▶ **THE INPUT**
//! Planroom CLI - ingest plan sets and retrieve cited context.
//!
//! # Usage
//!
//! ```bash
//! # Index documents (PDF or plain text)
//! planroom ingest A-101.pdf A-601.pdf --describe-images
//!
//! # Ask for context
//! planroom search "door fire ratings on level 2" -n 8
//! planroom extract door_schedule --json
//!
//! # Maintenance
//! planroom documents
//! planroom delete doc_0123456789ab
//! planroom compact --if-needed
//! planroom stats
//! ```
//!
//! Embeddings come from an OpenAI-compatible endpoint configured with
//! `--embedding-url` / `PLANROOM_EMBEDDING_URL` and friends.

mod commands;
mod config;
mod output;

use anyhow::Result;
use clap::{Parser, Subcommand};
use commands::Workspace;
use config::{ProviderArgs, StorageKind};
use planroom_core::retrieval::ExtractionKind;
use std::path::PathBuf;
use tracing_subscriber::EnvFilter;

/// Planroom document retrieval CLI.
///
/// Chunks multi-page documents into text and image chunks, indexes them,
/// and serves hybrid-ranked context with page-level citations.
#[derive(Parser)]
#[command(name = "planroom", version, about)]
struct Cli {
    #[command(subcommand)]
    command: Command,

    /// Output results as JSON
    #[arg(long, global = true)]
    json: bool,

    /// Custom data directory (default: platform standard location)
    #[arg(long, env = "PLANROOM_DATA_DIR", global = true)]
    data_dir: Option<PathBuf>,

    /// Index storage backend
    #[arg(long, value_enum, default_value = "files", global = true)]
    storage: StorageKind,

    /// Enable verbose logging
    #[arg(short, long, global = true)]
    verbose: bool,

    #[command(flatten)]
    provider: ProviderArgs,
}

#[derive(Subcommand)]
enum Command {
    /// Chunk, embed and index documents
    Ingest {
        /// PDF or plain-text files
        #[arg(required = true)]
        files: Vec<PathBuf>,

        /// Caption extracted images with the vision model
        #[arg(long)]
        describe_images: bool,
    },
    /// Retrieve context for a question
    Search {
        query: String,

        /// Number of chunks to return
        #[arg(short = 'n', long)]
        top_k: Option<usize>,

        /// Leave image contexts out of the result
        #[arg(long)]
        no_images: bool,

        /// Restrict to one document id
        #[arg(long)]
        document: Option<String>,
    },
    /// Retrieve context for a structured extraction
    /// (door_schedule, room_schedule, mep_equipment, or any free-form category)
    Extract {
        kind: String,

        /// Restrict to one document id
        #[arg(long)]
        document: Option<String>,
    },
    /// List indexed documents
    Documents,
    /// Remove a document from search results
    Delete { document_id: String },
    /// Reclaim rows held by deleted documents
    Compact {
        /// Only compact once enough rows are deleted
        #[arg(long)]
        if_needed: bool,
    },
    /// Show index statistics
    Stats,
}

#[tokio::main]
async fn main() -> Result<()> {
    let cli = Cli::parse();

    let default_level = if cli.verbose { "info" } else { "warn" };
    let filter =
        EnvFilter::try_from_default_env().unwrap_or_else(|_| EnvFilter::new(default_level));
    tracing_subscriber::fmt()
        .with_env_filter(filter)
        .with_target(false)
        .init();

    let workspace = Workspace::open(cli.data_dir.as_ref(), cli.storage, &cli.provider).await?;

    let output = match &cli.command {
        Command::Ingest {
            files,
            describe_images,
        } => {
            let reports = commands::ingest(&workspace, files, *describe_images).await?;
            if cli.json {
                output::format_json(&reports)
            } else {
                output::format_ingestion(&reports)
            }
        }
        Command::Search {
            query,
            top_k,
            no_images,
            document,
        } => {
            let context =
                commands::search(&workspace, query, *top_k, !no_images, document.as_deref())
                    .await?;
            if cli.json {
                output::format_retrieval_json(query, &context)
            } else {
                output::format_retrieval(query, &context)
            }
        }
        Command::Extract { kind, document } => {
            let kind: ExtractionKind = kind.parse()?;
            let context = commands::extract(&workspace, &kind, document.as_deref()).await?;
            if cli.json {
                output::format_retrieval_json(kind.query(), &context)
            } else {
                output::format_retrieval(kind.query(), &context)
            }
        }
        Command::Documents => {
            let documents = commands::documents(&workspace).await;
            if cli.json {
                output::format_json(&documents)
            } else {
                output::format_documents(&documents)
            }
        }
        Command::Delete { document_id } => {
            let removed = commands::delete(&workspace, document_id).await?;
            if cli.json {
                output::format_json(&serde_json::json!({
                    "document_id": document_id,
                    "chunks_deleted": removed,
                }))
            } else {
                format!("Deleted {} ({} chunks)", document_id, removed)
            }
        }
        Command::Compact { if_needed } => {
            let stats = commands::compact(&workspace, *if_needed).await?;
            if cli.json {
                output::format_json(&stats)
            } else {
                output::format_compaction(stats.as_ref())
            }
        }
        Command::Stats => {
            let stats = commands::stats(&workspace).await;
            if cli.json {
                output::format_json(&stats)
            } else {
                output::format_stats(&stats)
            }
        }
    };

    println!("{}", output);
    Ok(())
}
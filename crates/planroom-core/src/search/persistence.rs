//! Persisted index artifacts.
//!
//! The index is saved as three independent blobs:
//!
//! | Key | Format | Content |
//! |-----|--------|---------|
//! | [`VECTORS_KEY`] | binary | normalized rows in row-id order |
//! | [`METADATA_KEY`] | JSON | `Vec<ChunkRecord>`, index-aligned with rows |
//! | [`DOCUMENT_MAP_KEY`] | JSON | active document id -> owned row ids |
//!
//! # Vector artifact layout
//!
//! All integers and floats are little-endian.
//!
//! ```text
//! magic   [u8; 4]  b"PRVX"
//! version u32      1
//! dim     u32
//! count   u64
//! rows    [f32; dim * count]
//! ```
//!
//! Decoding validates every cross-artifact invariant before anything is
//! handed to the index, so a partial or inconsistent set never yields a
//! half-populated index.

use super::types::{validate_dimension, ChunkRecord, DocumentId, RowId, SearchError};
use std::collections::BTreeMap;

pub const VECTORS_KEY: &str = "index.vectors";
pub const METADATA_KEY: &str = "metadata.json";
pub const DOCUMENT_MAP_KEY: &str = "docmap.json";

/// All artifact keys, in save order.
pub const ARTIFACT_KEYS: [&str; 3] = [VECTORS_KEY, METADATA_KEY, DOCUMENT_MAP_KEY];

const MAGIC: &[u8; 4] = b"PRVX";
const FORMAT_VERSION: u32 = 1;
const HEADER_LEN: usize = 4 + 4 + 4 + 8;

/// Tolerance on the stored row norm (rows must be unit length or zero).
const NORM_TOLERANCE: f32 = 1e-3;

pub type DocumentMap = BTreeMap<DocumentId, Vec<RowId>>;

/// Decoded and validated contents of the three artifacts.
#[derive(Debug, Clone, PartialEq)]
pub struct PersistedIndex {
    pub dimension: usize,
    pub rows: Vec<Vec<f32>>,
    pub metadata: Vec<ChunkRecord>,
    pub document_map: DocumentMap,
}

fn corrupt(msg: impl Into<String>) -> SearchError {
    SearchError::PersistenceCorrupt(msg.into())
}

/// Encodes rows into the binary vector artifact.
pub fn encode_vectors<'a, I>(dimension: usize, count: usize, rows: I) -> Vec<u8>
where
    I: IntoIterator<Item = &'a [f32]>,
{
    let mut bytes = Vec::with_capacity(HEADER_LEN + dimension * count * 4);
    bytes.extend_from_slice(MAGIC);
    bytes.extend_from_slice(&FORMAT_VERSION.to_le_bytes());
    bytes.extend_from_slice(&(dimension as u32).to_le_bytes());
    bytes.extend_from_slice(&(count as u64).to_le_bytes());
    for row in rows {
        for value in row {
            bytes.extend_from_slice(&value.to_le_bytes());
        }
    }
    bytes
}

/// Decodes the binary vector artifact, returning `(dimension, rows)`.
pub fn decode_vectors(bytes: &[u8]) -> Result<(usize, Vec<Vec<f32>>), SearchError> {
    if bytes.len() < HEADER_LEN {
        return Err(corrupt(format!(
            "vector artifact truncated: {} bytes, header needs {}",
            bytes.len(),
            HEADER_LEN
        )));
    }
    if &bytes[0..4] != MAGIC {
        return Err(corrupt("vector artifact has wrong magic"));
    }

    let version = u32::from_le_bytes([bytes[4], bytes[5], bytes[6], bytes[7]]);
    if version != FORMAT_VERSION {
        return Err(corrupt(format!(
            "unsupported vector artifact version {}",
            version
        )));
    }
    let dimension = u32::from_le_bytes([bytes[8], bytes[9], bytes[10], bytes[11]]) as usize;
    let mut count_bytes = [0u8; 8];
    count_bytes.copy_from_slice(&bytes[12..20]);
    let count = u64::from_le_bytes(count_bytes) as usize;

    let body = &bytes[HEADER_LEN..];
    let expected = dimension
        .checked_mul(count)
        .and_then(|n| n.checked_mul(4))
        .ok_or_else(|| corrupt("vector artifact header overflows"))?;
    if body.len() != expected {
        return Err(corrupt(format!(
            "vector artifact body is {} bytes, header declares {} rows of dimension {}",
            body.len(),
            count,
            dimension
        )));
    }
    if dimension == 0 && count > 0 {
        return Err(corrupt("vector artifact declares zero dimension"));
    }

    let rows = if dimension == 0 {
        Vec::new()
    } else {
        body.chunks_exact(dimension * 4)
            .map(|row| {
                row.chunks_exact(4)
                    .map(|b| f32::from_le_bytes([b[0], b[1], b[2], b[3]]))
                    .collect()
            })
            .collect()
    };
    Ok((dimension, rows))
}

pub fn encode_metadata(metadata: &[ChunkRecord]) -> Result<Vec<u8>, SearchError> {
    serde_json::to_vec(metadata)
        .map_err(|e| SearchError::StorageError(format!("Failed to serialize metadata: {}", e)))
}

pub fn decode_metadata(bytes: &[u8]) -> Result<Vec<ChunkRecord>, SearchError> {
    serde_json::from_slice(bytes).map_err(|e| corrupt(format!("metadata artifact: {}", e)))
}

pub fn encode_document_map(map: &DocumentMap) -> Result<Vec<u8>, SearchError> {
    serde_json::to_vec(map).map_err(|e| {
        SearchError::StorageError(format!("Failed to serialize document map: {}", e))
    })
}

pub fn decode_document_map(bytes: &[u8]) -> Result<DocumentMap, SearchError> {
    serde_json::from_slice(bytes).map_err(|e| corrupt(format!("document map artifact: {}", e)))
}

/// Decodes all three artifacts and checks they describe one consistent index.
///
/// # Errors
///
/// - `DimensionMismatch` if the stored dimension differs from `dimension`
///   (a non-empty store only)
/// - `PersistenceCorrupt` for malformed bytes, misaligned counts, row ids
///   out of order, non-normalized rows, or dangling document map entries
pub fn decode_index(
    dimension: usize,
    vectors: &[u8],
    metadata: &[u8],
    document_map: &[u8],
) -> Result<PersistedIndex, SearchError> {
    let (stored_dimension, rows) = decode_vectors(vectors)?;
    let metadata = decode_metadata(metadata)?;
    let document_map = decode_document_map(document_map)?;

    if !rows.is_empty() {
        validate_dimension(dimension, stored_dimension)?;
    }

    if rows.len() != metadata.len() {
        return Err(corrupt(format!(
            "{} vectors but {} metadata records",
            rows.len(),
            metadata.len()
        )));
    }

    for (position, record) in metadata.iter().enumerate() {
        if record.row_id.as_index() != position {
            return Err(corrupt(format!(
                "metadata record {} carries row id {}",
                position, record.row_id
            )));
        }
    }

    for (position, row) in rows.iter().enumerate() {
        if row.iter().any(|v| !v.is_finite()) {
            return Err(corrupt(format!("row {} contains non-finite values", position)));
        }
        let norm = row.iter().map(|x| x * x).sum::<f32>().sqrt();
        if norm != 0.0 && (norm - 1.0).abs() > NORM_TOLERANCE {
            return Err(corrupt(format!(
                "row {} is not normalized (norm {})",
                position, norm
            )));
        }
    }

    for (document_id, row_ids) in &document_map {
        for row_id in row_ids {
            let record = metadata.get(row_id.as_index()).ok_or_else(|| {
                corrupt(format!(
                    "document {} references missing row {}",
                    document_id, row_id
                ))
            })?;
            if record.chunk.document_id != *document_id {
                return Err(corrupt(format!(
                    "document {} claims row {} owned by {}",
                    document_id, row_id, record.chunk.document_id
                )));
            }
        }
    }

    Ok(PersistedIndex {
        dimension,
        rows,
        metadata,
        document_map,
    })
}
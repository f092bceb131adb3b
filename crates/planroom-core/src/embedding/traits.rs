//! Traits for provider operations.
//!
//! Providers sit across an external boundary (HTTP APIs, local model
//! servers), so every operation is async and returns an ordinary
//! `Result`; slow or failing providers are not special-cased.

use crate::error::EmbeddingError;
use async_trait::async_trait;
use tracing::warn;

/// Description stored for an image whose captioning failed.
pub const DESCRIPTION_PLACEHOLDER: &str = "[Image description unavailable]";

/// Text embedding provider.
///
/// # Examples
///
/// ```ignore
/// let embedder: Arc<dyn TextEmbedder> = Arc::new(OpenAiEmbedder::new(config)?);
/// let v = embedder.embed_text("fire-rated door hardware").await?;
/// assert_eq!(v.len(), embedder.dimension());
/// ```
#[async_trait]
pub trait TextEmbedder: Send + Sync {
    /// Output dimension, fixed for the lifetime of the provider.
    fn dimension(&self) -> usize;

    /// Embeds a single text.
    async fn embed_text(&self, text: &str) -> Result<Vec<f32>, EmbeddingError>;

    /// Embeds several texts, preserving input order.
    ///
    /// The default implementation calls [`embed_text`](Self::embed_text)
    /// sequentially; HTTP providers override it with a single request.
    async fn embed_batch(&self, texts: &[String]) -> Result<Vec<Vec<f32>>, EmbeddingError> {
        let mut embeddings = Vec::with_capacity(texts.len());
        for text in texts {
            embeddings.push(self.embed_text(text).await?);
        }
        Ok(embeddings)
    }
}

/// Image embedding provider.
///
/// Its dimension may differ from the text embedder's. Image vectors are
/// only indexed alongside text vectors when both share one space (equal
/// dimension, e.g. a CLIP-style model serving both modalities).
#[async_trait]
pub trait ImageEmbedder: Send + Sync {
    fn dimension(&self) -> usize;

    async fn embed_image(&self, image: &[u8]) -> Result<Vec<f32>, EmbeddingError>;
}

/// Image captioning provider.
#[async_trait]
pub trait ImageDescriber: Send + Sync {
    /// Produces a description or reports why it could not.
    async fn try_describe(&self, image: &[u8], context_hint: &str)
        -> Result<String, EmbeddingError>;

    /// Best-effort description; never fails.
    ///
    /// Errors and blank descriptions are logged and replaced with
    /// [`DESCRIPTION_PLACEHOLDER`] so captioning never blocks ingestion.
    async fn describe_image(&self, image: &[u8], context_hint: &str) -> String {
        match self.try_describe(image, context_hint).await {
            Ok(description) if !description.trim().is_empty() => description.trim().to_string(),
            Ok(_) => {
                warn!("Image describer returned an empty description");
                DESCRIPTION_PLACEHOLDER.to_string()
            }
            Err(e) => {
                warn!("Image description failed: {}", e);
                DESCRIPTION_PLACEHOLDER.to_string()
            }
        }
    }
}
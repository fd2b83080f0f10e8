use std::collections::BTreeMap;
use std::io::Cursor;

use rosterfill_model::{parse_sqref, ValidationKind, ValidationRule};
use serde::Serialize;
use zip::ZipArchive;

use super::namespaces::NamespaceTable;
use crate::zip_util::{
    is_worksheet_part, read_zip_entry, ZipInflateBudget, DEFAULT_MAX_ZIP_PART_BYTES,
    DEFAULT_MAX_ZIP_TOTAL_BYTES,
};
use crate::XlsxError;

/// Validation markup captured from one worksheet part.
///
/// Fragments are the exact source text of the root's `<dataValidations>` and `<extLst>`
/// children; `namespaces` holds the root declarations they were written against.
#[derive(Debug, Clone, Default, PartialEq, Serialize)]
pub struct SheetValidations {
    pub data_validations: Option<String>,
    pub ext_lst: Option<String>,
    /// Number of `dataValidation` rules inside `extLst` (x14 validations).
    pub ext_validation_count: usize,
    /// Rules parsed from both blocks.
    pub rules: Vec<ValidationRule>,
    pub namespaces: NamespaceTable,
}

impl SheetValidations {
    pub fn has_validations(&self) -> bool {
        self.data_validations.is_some() || self.ext_validation_count > 0
    }

    pub fn from_worksheet_xml(xml: &str) -> Result<Self, XlsxError> {
        let doc = roxmltree::Document::parse(xml)?;
        let root = doc.root_element();
        let mut out = SheetValidations {
            namespaces: NamespaceTable::from_roxml(root),
            ..Self::default()
        };

        for child in root.children().filter(roxmltree::Node::is_element) {
            match child.tag_name().name() {
                "dataValidations" => {
                    if out.data_validations.is_some() {
                        log::warn!("worksheet has more than one dataValidations block; keeping the first");
                        continue;
                    }
                    out.data_validations = Some(xml[child.range()].to_string());
                    out.rules.extend(
                        child
                            .children()
                            .filter(|n| n.is_element() && n.tag_name().name() == "dataValidation")
                            .filter_map(data_validation_rule),
                    );
                }
                "extLst" => {
                    if out.ext_lst.is_some() {
                        continue;
                    }
                    out.ext_lst = Some(xml[child.range()].to_string());
                    for dv in child
                        .descendants()
                        .filter(|n| n.is_element() && n.tag_name().name() == "dataValidation")
                    {
                        out.ext_validation_count += 1;
                        out.rules.extend(ext_validation_rule(dv));
                    }
                }
                _ => {}
            }
        }
        Ok(out)
    }
}

/// Rules declared in a worksheet part.
pub fn read_validation_rules(xml: &str) -> Result<Vec<ValidationRule>, XlsxError> {
    Ok(SheetValidations::from_worksheet_xml(xml)?.rules)
}

/// Capture the validation markup of every worksheet part (`xl/worksheets/*.xml`).
///
/// Sheets that are not well-formed are logged and left out of the map.
pub fn extract_validations(bytes: &[u8]) -> Result<BTreeMap<String, SheetValidations>, XlsxError> {
    let mut archive = ZipArchive::new(Cursor::new(bytes))?;
    let mut budget = ZipInflateBudget::new(DEFAULT_MAX_ZIP_TOTAL_BYTES);
    let mut out = BTreeMap::new();

    for idx in 0..archive.len() {
        let name = archive.by_index_raw(idx)?.name().to_string();
        if !is_worksheet_part(&name) {
            continue;
        }
        let (name, bytes) =
            read_zip_entry(&mut archive, idx, DEFAULT_MAX_ZIP_PART_BYTES, &mut budget)?;
        let Some(bytes) = bytes else { continue };

        let parsed = std::str::from_utf8(&bytes)
            .map_err(XlsxError::from)
            .and_then(SheetValidations::from_worksheet_xml);
        match parsed {
            Ok(sheet) => {
                out.insert(name, sheet);
            }
            Err(err) => log::warn!("skipping validations of {name}: {err}"),
        }
    }
    Ok(out)
}

/// Number of worksheets that still carry a validation block.
pub fn verify(bytes: &[u8]) -> Result<usize, XlsxError> {
    let count = extract_validations(bytes)?
        .values()
        .filter(|sheet| sheet.has_validations())
        .count();
    if count == 0 {
        log::warn!("no worksheet carries data validations");
    }
    Ok(count)
}

fn child_text<'a>(node: roxmltree::Node<'a, '_>, local: &str) -> Option<&'a str> {
    node.children()
        .find(|n| n.is_element() && n.tag_name().name() == local)
        .and_then(|n| n.text())
}

fn strip_leading_equals(formula: &str) -> String {
    let trimmed = formula.trim();
    trimmed.strip_prefix('=').unwrap_or(trimmed).to_string()
}

fn data_validation_rule(node: roxmltree::Node<'_, '_>) -> Option<ValidationRule> {
    // A missing `type` is `none`: the rule does not restrict input.
    let kind = ValidationKind::from_xml(node.attribute("type")?)?;
    let sqref = node.attribute("sqref").unwrap_or_default();
    let ranges = match parse_sqref(sqref) {
        Ok(ranges) => ranges,
        Err(err) => {
            log::warn!("ignoring dataValidation with sqref {sqref:?}: {err}");
            return None;
        }
    };
    Some(ValidationRule {
        kind,
        operator: node.attribute("operator").map(str::to_string),
        formula1: child_text(node, "formula1")
            .map(strip_leading_equals)
            .unwrap_or_default(),
        formula2: child_text(node, "formula2").map(strip_leading_equals),
        ranges,
    })
}

/// x14 rules keep formulas in `x14:formula1/xm:f` and ranges in `xm:sqref`.
fn ext_validation_rule(node: roxmltree::Node<'_, '_>) -> Option<ValidationRule> {
    let kind = ValidationKind::from_xml(node.attribute("type")?)?;
    let formula = |local: &str| {
        node.children()
            .find(|n| n.is_element() && n.tag_name().name() == local)
            .and_then(|n| child_text(n, "f"))
            .map(strip_leading_equals)
    };
    let ranges = parse_sqref(child_text(node, "sqref")?).ok()?;
    Some(ValidationRule {
        kind,
        operator: node.attribute("operator").map(str::to_string),
        formula1: formula("formula1").unwrap_or_default(),
        formula2: formula("formula2"),
        ranges,
    })
}
//! Data-validation preservation.
//!
//! Capture the `<dataValidations>` and `<extLst>` markup of every worksheet in an
//! original workbook, then restore it into an archive written by a tool that drops
//! or rewrites it.

mod extract;
mod namespaces;
mod patch;

pub use extract::{extract_validations, read_validation_rules, verify, SheetValidations};
pub use namespaces::NamespaceTable;
pub use patch::{
    patch_zip_with_snapshot, patch_zip_with_validations, PatchOutcome, PatchReport, PatchWarning,
};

▶ **ASSIGNMENT**
Return only the lines between the one holding "a structured extraction" and the one holding "output::format_retrieval(kind.query(), &context)", inclusive, exactly as they appear above.

▶ **RESULT FOR THIS TASK**
    /// Retrieve context for a structured extraction
    /// (door_schedule, room_schedule, mep_equipment, or any free-form category)
    Extract {
        kind: String,

        /// Restrict to one document id
        #[arg(long)]
        document: Option<String>,
    },
    /// List indexed documents
    Documents,
    /// Remove a document from search results
    Delete { document_id: String },
    /// Reclaim rows held by deleted documents
    Compact {
        /// Only compact once enough rows are deleted
        #[arg(long)]
        if_needed: bool,
    },
    /// Show index statistics
    Stats,
}

#[tokio::main]
async fn main() -> Result<()> {
    let cli = Cli::parse();

    let default_level = if cli.verbose { "info" } else { "warn" };
    let filter =
        EnvFilter::try_from_default_env().unwrap_or_else(|_| EnvFilter::new(default_level));
    tracing_subscriber::fmt()
        .with_env_filter(filter)
        .with_target(false)
        .init();

    let workspace = Workspace::open(cli.data_dir.as_ref(), cli.storage, &cli.provider).await?;

    let output = match &cli.command {
        Command::Ingest {
            files,
            describe_images,
        } => {
            let reports = commands::ingest(&workspace, files, *describe_images).await?;
            if cli.json {
                output::format_json(&reports)
            } else {
                output::format_ingestion(&reports)
            }
        }
        Command::Search {
            query,
            top_k,
            no_images,
            document,
        } => {
            let context =
                commands::search(&workspace, query, *top_k, !no_images, document.as_deref())
                    .await?;
            if cli.json {
                output::format_retrieval_json(query, &context)
            } else {
                output::format_retrieval(query, &context)
            }
        }
        Command::Extract { kind, document } => {
            let kind: ExtractionKind = kind.parse()?;
            let context = commands::extract(&workspace, &kind, document.as_deref()).await?;
            if cli.json {
                output::format_retrieval_json(kind.query(), &context)
            } else {
                output::format_retrieval(kind.query(), &context)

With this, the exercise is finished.